Could you print every record below exactly as written?

■ Data provided:
= Beginning of Section =

//! Common request types: document dates, date windows and list filters

use chrono::{DateTime, FixedOffset, NaiveDate};
use serde::{Deserialize, Serialize};
use validator::Validate;

use crate::error::{DomainError, DomainResult};

/// A calendar date with the client's UTC offset, written `2024-03-01 +0700WIB`.
///
/// The trailing zone abbreviation is informational and ignored. A bare
/// `2024-03-01` is read as UTC.
#[derive(Debug, Clone, Copy, PartialEq, Eq)]
pub struct DocumentDate {
    pub date: NaiveDate,
    pub offset: FixedOffset,
}

impl DocumentDate {
    pub fn parse(raw: &str) -> DomainResult<Self> {
        let raw = raw.trim();
        let invalid = || DomainError::InvalidDate(raw.to_string());

        let (date_part, zone_part) = match raw.split_once(' ') {
            Some((d, z)) => (d, Some(z.trim())),
            None => (raw, None),
        };

        let date = NaiveDate::parse_from_str(date_part, "%Y-%m-%d").map_err(|_| invalid())?;
        let offset = match zone_part {
            Some(zone) if !zone.is_empty() => parse_offset(zone).ok_or_else(invalid)?,
            _ => FixedOffset::east_opt(0).ok_or_else(invalid)?,
        };

        Ok(Self { date, offset })
    }

    /// Midnight at the start of the day in the client's offset
    pub fn start(&self) -> DomainResult<DateTime<FixedOffset>> {
        self.date
            .and_hms_opt(0, 0, 0)
            .and_then(|dt| dt.and_local_timezone(self.offset).single())
            .ok_or_else(|| DomainError::InvalidDate(self.date.to_string()))
    }

    /// Last instant of the day in the client's offset
    pub fn end(&self) -> DomainResult<DateTime<FixedOffset>> {
        self.date
            .and_hms_nano_opt(23, 59, 59, 999_999_999)
            .and_then(|dt| dt.and_local_timezone(self.offset).single())
            .ok_or_else(|| DomainError::InvalidDate(self.date.to_string()))
    }
}

/// Parse `+0700`, `-0330` or `+07:00`, optionally followed by a zone name
fn parse_offset(zone: &str) -> Option<FixedOffset> {
    let mut chars = zone.chars();
    let sign = match chars.next()? {
        '+' => 1,
        '-' => -1,
        _ => return None,
    };
    let digits: String = chars
        .filter(|c| *c != ':')
        .take_while(|c| c.is_ascii_digit())
        .take(4)
        .collect();
    if digits.len() != 4 {
        return None;
    }
    let hours: i32 = digits[..2].parse().ok()?;
    let minutes: i32 = digits[2..].parse().ok()?;
    if hours > 14 || minutes > 59 {
        return None;
    }
    FixedOffset::east_opt(sign * (hours * 3600 + minutes * 60))
}

/// Inclusive time window for list queries
#[derive(Debug, Clone, Copy, PartialEq, Eq)]
pub struct DateWindow {
    pub start: DateTime<FixedOffset>,
    pub end: DateTime<FixedOffset>,
}

impl DateWindow {
    /// From the start of `start_raw`'s day to the end of `end_raw`'s day
    pub fn parse(start_raw: &str, end_raw: &str) -> DomainResult<Self> {
        let start = DocumentDate::parse(start_raw)?.start()?;
        let end = DocumentDate::parse(end_raw)?.end()?;
        if end < start {
            return Err(DomainError::InvalidDate(format!(
                "end date {} is before start date {}",
                end_raw, start_raw
            )));
        }
        Ok(Self { start, end })
    }

    /// The single day containing `date`
    pub fn day(date: &DocumentDate) -> DomainResult<Self> {
        Ok(Self {
            start: date.start()?,
            end: date.end()?,
        })
    }
}

/// Body of every list endpoint
#[derive(Debug, Clone, Serialize, Deserialize, Validate)]
#[serde(rename_all = "camelCase")]
pub struct ListWindowRequest {
    #[validate(length(min = 1))]
    pub start_date: String,
    #[validate(length(min = 1))]
    pub end_date: String,
}

impl ListWindowRequest {
    pub fn window(&self) -> DomainResult<DateWindow> {
        DateWindow::parse(&self.start_date, &self.end_date)
    }
}

/// The `{params}/{val}` selector of list endpoints
#[derive(Debug, Clone, PartialEq, Eq)]
pub enum ListFilter {
    All,
    Id(i32),
    /// Document number, searched exact-then-fuzzy
    Number(String),
    User(String),
    Supplier(String),
    Customer(String),
    Patient(String),
    Doctor(String),
    PaymentMethod(String),
    PurchaseOrder(i32),
    InvoiceId(i32),
    ProducedMedicineName(String),
    UpdatedToStock(bool),
    UpdatedToAccount(bool),
}

impl ListFilter {
    /// `val == "all"` selects everything whatever `params` says
    pub fn parse(params: &str, val: &str) -> DomainResult<Self> {
        if val == "all" {
            return Ok(ListFilter::All);
        }

        let int = |v: &str| {
            v.parse::<i32>()
                .map_err(|_| DomainError::InvalidListFilter(format!("{} is not a number", v)))
        };

        Ok(match params {
            "id" => ListFilter::Id(int(val)?),
            "number" | "batch-number" => ListFilter::Number(val.to_string()),
            "user" => ListFilter::User(val.to_string()),
            "supplier" => ListFilter::Supplier(val.to_string()),
            "customer" => ListFilter::Customer(val.to_string()),
            "patient" => ListFilter::Patient(val.to_string()),
            "doctor" => ListFilter::Doctor(val.to_string()),
            "payment-method" => ListFilter::PaymentMethod(val.to_string()),
            "purchase-order" => ListFilter::PurchaseOrder(int(val)?),
            "invoice-id" => ListFilter::InvoiceId(int(val)?),
            "produced-medicine-name" => ListFilter::ProducedMedicineName(val.to_string()),
            "updated-to-stock" => ListFilter::UpdatedToStock(val == "true"),
            "updated-to-account" => ListFilter::UpdatedToAccount(val == "true"),
            other => {
                return Err(DomainError::InvalidListFilter(format!(
                    "params {} undefined",
                    other
                )))
            }
        })
    }

    /// Name of the selector, for error messages
    pub fn name(&self) -> &'static str {
        match self {
            ListFilter::All => "all",
            ListFilter::Id(_) => "id",
            ListFilter::Number(_) => "number",
            ListFilter::User(_) => "user",
            ListFilter::Supplier(_) => "supplier",
            ListFilter::Customer(_) => "customer",
            ListFilter::Patient(_) => "patient",
            ListFilter::Doctor(_) => "doctor",
            ListFilter::PaymentMethod(_) => "payment-method",
            ListFilter::PurchaseOrder(_) => "purchase-order",
            ListFilter::InvoiceId(_) => "invoice-id",
            ListFilter::ProducedMedicineName(_) => "produced-medicine-name",
            ListFilter::UpdatedToStock(_) => "updated-to-stock",
            ListFilter::UpdatedToAccount(_) => "updated-to-account",
        }
    }

    pub fn unsupported(&self) -> DomainError {
        DomainError::InvalidListFilter(format!("params {} not supported here", self.name()))
    }
}

/// `{nextNumber}` hint for document entry screens
#[derive(Debug, Clone, Copy, Serialize, Deserialize, PartialEq, Eq)]
#[serde(rename_all = "camelCase")]
pub struct NextNumber {
    pub next_number: i64,
}

impl NextNumber {
    pub fn after(count: i64) -> Self {
        Self {
            next_number: count + 1,
        }
    }
}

= End of Section =

■ Response to this exercise:
//! Common request types: document dates, date windows and list filters

use chrono::{DateTime, FixedOffset, NaiveDate};
use serde::{Deserialize, Serialize};
use validator::Validate;

use crate::error::{DomainError, DomainResult};

/// A calendar date with the client's UTC offset, written `2024-03-01 +0700WIB`.
///
/// The trailing zone abbreviation is informational and ignored. A bare
/// `2024-03-01` is read as UTC.
#[derive(Debug, Clone, Copy, PartialEq, Eq)]
pub struct DocumentDate {
    pub date: NaiveDate,
    pub offset: FixedOffset,
}

impl DocumentDate {
    pub fn parse(raw: &str) -> DomainResult<Self> {
        let raw = raw.trim();
        let invalid = || DomainError::InvalidDate(raw.to_string());

        let (date_part, zone_part) = match raw.split_once(' ') {
            Some((d, z)) => (d, Some(z.trim())),
            None => (raw, None),
        };

        let date = NaiveDate::parse_from_str(date_part, "%Y-%m-%d").map_err(|_| invalid())?;
        let offset = match zone_part {
            Some(zone) if !zone.is_empty() => parse_offset(zone).ok_or_else(invalid)?,
            _ => FixedOffset::east_opt(0).ok_or_else(invalid)?,
        };

        Ok(Self { date, offset })
    }

    /// Midnight at the start of the day in the client's offset
    pub fn start(&self) -> DomainResult<DateTime<FixedOffset>> {
        self.date
            .and_hms_opt(0, 0, 0)
            .and_then(|dt| dt.and_local_timezone(self.offset).single())
            .ok_or_else(|| DomainError::InvalidDate(self.date.to_string()))
    }

    /// Last instant of the day in the client's offset
    pub fn end(&self) -> DomainResult<DateTime<FixedOffset>> {
        self.date
            .and_hms_nano_opt(23, 59, 59, 999_999_999)
            .and_then(|dt| dt.and_local_timezone(self.offset).single())
            .ok_or_else(|| DomainError::InvalidDate(self.date.to_string()))
    }
}

/// Parse `+0700`, `-0330` or `+07:00`, optionally followed by a zone name
fn parse_offset(zone: &str) -> Option<FixedOffset> {
    let mut chars = zone.chars();
    let sign = match chars.next()? {
        '+' => 1,
        '-' => -1,
        _ => return None,
    };
    let digits: String = chars
        .filter(|c| *c != ':')
        .take_while(|c| c.is_ascii_digit())
        .take(4)
        .collect();
    if digits.len() != 4 {
        return None;
    }
    let hours: i32 = digits[..2].parse().ok()?;
    let minutes: i32 = digits[2..].parse().ok()?;
    if hours > 14 || minutes > 59 {
        return None;
    }
    FixedOffset::east_opt(sign * (hours * 3600 + minutes * 60))
}

/// Inclusive time window for list queries
#[derive(Debug, Clone, Copy, PartialEq, Eq)]
pub struct DateWindow {
    pub start: DateTime<FixedOffset>,
    pub end: DateTime<FixedOffset>,
}

impl DateWindow {
    /// From the start of `start_raw`'s day to the end of `end_raw`'s day
    pub fn parse(start_raw: &str, end_raw: &str) -> DomainResult<Self> {
        let start = DocumentDate::parse(start_raw)?.start()?;
        let end = DocumentDate::parse(end_raw)?.end()?;
        if end < start {
            return Err(DomainError::InvalidDate(format!(
                "end date {} is before start date {}",
                end_raw, start_raw
            )));
        }
        Ok(Self { start, end })
    }

    /// The single day containing `date`
    pub fn day(date: &DocumentDate) -> DomainResult<Self> {
        Ok(Self {
            start: date.start()?,
            end: date.end()?,
        })
    }
}

/// Body of every list endpoint
#[derive(Debug, Clone, Serialize, Deserialize, Validate)]
#[serde(rename_all = "camelCase")]
pub struct ListWindowRequest {
    #[validate(length(min = 1))]
    pub start_date: String,
    #[validate(length(min = 1))]
    pub end_date: String,
}

impl ListWindowRequest {
    pub fn window(&self) -> DomainResult<DateWindow> {
        DateWindow::parse(&self.start_date, &self.end_date)
    }
}

/// The `{params}/{val}` selector of list endpoints
#[derive(Debug, Clone, PartialEq, Eq)]
pub enum ListFilter {
    All,
    Id(i32),
    /// Document number, searched exact-then-fuzzy
    Number(String),
    User(String),
    Supplier(String),
    Customer(String),
    Patient(String),
    Doctor(String),
    PaymentMethod(String),
    PurchaseOrder(i32),
    InvoiceId(i32),
    ProducedMedicineName(String),
    UpdatedToStock(bool),
    UpdatedToAccount(bool),
}

impl ListFilter {
    /// `val == "all"` selects everything whatever `params` says
    pub fn parse(params: &str, val: &str) -> DomainResult<Self> {
        if val == "all" {
            return Ok(ListFilter::All);
        }

        let int = |v: &str| {
            v.parse::<i32>()
                .map_err(|_| DomainError::InvalidListFilter(format!("{} is not a number", v)))
        };

        Ok(match params {
            "id" => ListFilter::Id(int(val)?),
            "number" | "batch-number" => ListFilter::Number(val.to_string()),
            "user" => ListFilter::User(val.to_string()),
            "supplier" => ListFilter::Supplier(val.to_string()),
            "customer" => ListFilter::Customer(val.to_string()),
            "patient" => ListFilter::Patient(val.to_string()),
            "doctor" => ListFilter::Doctor(val.to_string()),
            "payment-method" => ListFilter::PaymentMethod(val.to_string()),
            "purchase-order" => ListFilter::PurchaseOrder(int(val)?),
            "invoice-id" => ListFilter::InvoiceId(int(val)?),
            "produced-medicine-name" => ListFilter::ProducedMedicineName(val.to_string()),
            "updated-to-stock" => ListFilter::UpdatedToStock(val == "true"),
            "updated-to-account" => ListFilter::UpdatedToAccount(val == "true"),
            other => {
                return Err(DomainError::InvalidListFilter(format!(
                    "params {} undefined",
                    other
                )))
            }
        })
    }

    /// Name of the selector, for error messages
    pub fn name(&self) -> &'static str {
        match self {
            ListFilter::All => "all",
            ListFilter::Id(_) => "id",
            ListFilter::Number(_) => "number",
            ListFilter::User(_) => "user",
            ListFilter::Supplier(_) => "supplier",
            ListFilter::Customer(_) => "customer",
            ListFilter::Patient(_) => "patient",
            ListFilter::Doctor(_) => "doctor",
            ListFilter::PaymentMethod(_) => "payment-method",
            ListFilter::PurchaseOrder(_) => "purchase-order",
            ListFilter::InvoiceId(_) => "invoice-id",
            ListFilter::ProducedMedicineName(_) => "produced-medicine-name",
            ListFilter::UpdatedToStock(_) => "updated-to-stock",
            ListFilter::UpdatedToAccount(_) => "updated-to-account",
        }
    }

    pub fn unsupported(&self) -> DomainError {
        DomainError::InvalidListFilter(format!("params {} not supported here", self.name()))
    }
}

/// `{nextNumber}` hint for document entry screens
#[derive(Debug, Clone, Copy, Serialize, Deserialize, PartialEq, Eq)]
#[serde(rename_all = "camelCase")]
pub struct NextNumber {
    pub next_number: i64,
}

impl NextNumber {
    pub fn after(count: i64) -> Self {
        Self {
            next_number: count + 1,
        }
    }
}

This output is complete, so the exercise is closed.